Bill's Revival Hour
At the Topeka Foundry & Iron Works last week, the setting was new, but the set was familiar: klieg lights, blue-draped dais, place cards, Congressmen, a sprinkling of average Americans and the President, headlining another health- care forum. The audience of 150 Kansas business owners was treated to the spectacle of the nation's President, looking every bit the Accountant in Chief, doing business math for a Mexican-restaurant owner, a flower-shop owner, an architect, a construction-company owner and a farmer. Their chief concern was how much money they personally would fork over if his plan became law. Regina Jaramillo was worried about insuring the part-timers at her restaurant. "At 7.9%," Clinton patiently explained, "then the real cost -- additional cost -- of doing business would be one-third of that because the payroll is a third of total cost, or something less than 3%."
That kind of calculation was not exactly what the President's staff had in mind when they planned the week-long, multistate health-care blitz. The goal was to jump-start the Administration plan while Congress was out of session -- and in the process put the President back on offense after weeks of answering Whitewater charges. One group of Democratic lobbyists and public relations executives who "want action, not gridlock; problem solving, not partisan bashing" even announced the formation of the Back to Business Committee to make sure that crime and welfare reform and health care did not get drowned in Whitewater. By the end of the week there were signs that the strategy was working. A TIME/CNN poll found that just over half of those surveyed felt that the media are paying too much attention to Whitewater. As for health care, after weeks of indifference or actual distaste for the President's plan, some voters came on board. Whether it is the absence of any clear alternative or a renewed attention to the specifics of Clinton's proposal, the number of people saying they favor the President's package rose to 48% last week, up from 41% a month ago.
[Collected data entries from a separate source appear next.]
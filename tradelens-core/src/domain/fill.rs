use crate::decode::{lenient_f64, lenient_opt_f64};
use crate::domain::trade::{Side, TradeLike};
use chrono::{DateTime, Utc};
use serde::{Deserialize, Serialize};

/// Whether the fill added or removed book liquidity.
#[derive(Debug, Clone, Copy, Default, PartialEq, Eq, Hash, Serialize, Deserialize)]
#[serde(rename_all = "SCREAMING_SNAKE_CASE")]
pub enum Liquidity {
    Maker,
    #[default]
    Taker,
}

/// Executed trade record
#[derive(Debug, Clone, Default, PartialEq, Serialize, Deserialize)]
#[serde(rename_all = "camelCase", default)]
pub struct Fill {
    pub market: String,
    pub side: Side,
    #[serde(deserialize_with = "lenient_f64")]
    pub price: f64,
    #[serde(deserialize_with = "lenient_f64")]
    pub size: f64,
    #[serde(deserialize_with = "lenient_f64")]
    pub fee: f64,
    /// `None` while the exposure this fill opened is unresolved.
    #[serde(deserialize_with = "lenient_opt_f64")]
    pub realized_pnl: Option<f64>,
    pub liquidity: Liquidity,
    pub created_at: DateTime<Utc>,
}

impl TradeLike for Fill {
    fn market(&self) -> &str {
        &self.market
    }

    fn closed_pnl(&self) -> Option<f64> {
        self.realized_pnl
    }

    fn notional(&self) -> f64 {
        (self.size * self.price).abs()
    }

    fn created_at(&self) -> DateTime<Utc> {
        self.created_at
    }
}
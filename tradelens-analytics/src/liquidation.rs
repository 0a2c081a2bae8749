//! Liquidation and leverage risk for perpetual positions.

use serde::{Deserialize, Serialize};
use tradelens_core::domain::{Position, Side};

/// Maintenance margin fraction applied when none is configured (0.6%).
pub const DEFAULT_MAINTENANCE_MARGIN: f64 = 0.006;

/// Price at which the position's margin is exhausted.
///
/// Long: `entry * (1 - (1/leverage - mm))`. Short: `entry * (1 + (1/leverage - mm))`.
/// Returns 0.0 when entry price, size or leverage is missing. A long whose
/// margin covers the whole notional cannot be liquidated above zero, so its
/// price floors at 0.0.
pub fn liquidation_price(
    side: Side,
    entry_price: f64,
    size: f64,
    leverage: f64,
    maintenance_margin: f64,
) -> f64 {
    if entry_price <= 0.0 || size == 0.0 || leverage <= 0.0 {
        return 0.0;
    }
    let buffer = 1.0 / leverage - maintenance_margin;
    match side {
        Side::Long => (entry_price * (1.0 - buffer)).max(0.0),
        Side::Short => entry_price * (1.0 + buffer),
    }
}

/// Distance from the current price to liquidation, in percent of the current price.
///
/// Positive while the position is on the safe side; it shrinks toward zero
/// as price approaches the liquidation level and turns negative past it.
/// A long liquidating at 0.0 is 100% away: price would have to reach zero.
pub fn distance_to_liquidation(side: Side, current_price: f64, liquidation_price: f64) -> f64 {
    if current_price <= 0.0 {
        return 0.0;
    }
    let liquidation_price = liquidation_price.max(0.0);
    let gap = match side {
        Side::Long => current_price - liquidation_price,
        Side::Short if liquidation_price == 0.0 => return 0.0,
        Side::Short => liquidation_price - current_price,
    };
    gap / current_price * 100.0
}

/// Effective leverage: `|notional| / equity`, 0.0 without positive equity.
pub fn leverage(notional: f64, equity: f64) -> f64 {
    if equity <= 0.0 {
        return 0.0;
    }
    notional.abs() / equity
}

/// Risk snapshot of one open position.
#[derive(Debug, Clone, Copy, Default, PartialEq, Serialize, Deserialize)]
pub struct PositionRisk {
    pub leverage: f64,
    pub liquidation_price: f64,
    pub distance_pct: f64,
}

/// Leverage, liquidation price and distance for a position at `mark_price`.
///
/// Leverage is measured against `account_equity` using the mark-to-market
/// notional. Closed positions, and positions with no measurable leverage
/// (flat size or non-positive equity), report zeros.
pub fn assess_position(
    position: &Position,
    mark_price: f64,
    account_equity: f64,
    maintenance_margin: f64,
) -> PositionRisk {
    if position.is_closed() {
        return PositionRisk::default();
    }
    let lev = leverage(position.size * mark_price, account_equity);
    if lev == 0.0 {
        return PositionRisk::default();
    }
    let liq = liquidation_price(
        position.side,
        position.entry_price,
        position.size,
        lev,
        maintenance_margin,
    );
    PositionRisk {
        leverage: lev,
        liquidation_price: liq,
        distance_pct: distance_to_liquidation(position.side, mark_price, liq),
    }
}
That progress may owe something to Clinton's artful exercise in euphemism and paraphrase, an effort to avoid some of the phrases that seem to conjure images of a sprawling, socialist nightmare. At town meetings and health forums in Charlotte, North Carolina; Topeka and Fairway, Kansas; and Minneapolis, Minnesota, the President rolled out a new script with five simpler talking points. "Universal coverage," for example, is now "permanent private health insurance." But the President was hard-pressed to avoid minutiae. Like Oz, he was faced with a new wish list from every American he met. At the foundry forum, he talked with only six people but encountered six idiosyncratic sets of concerns.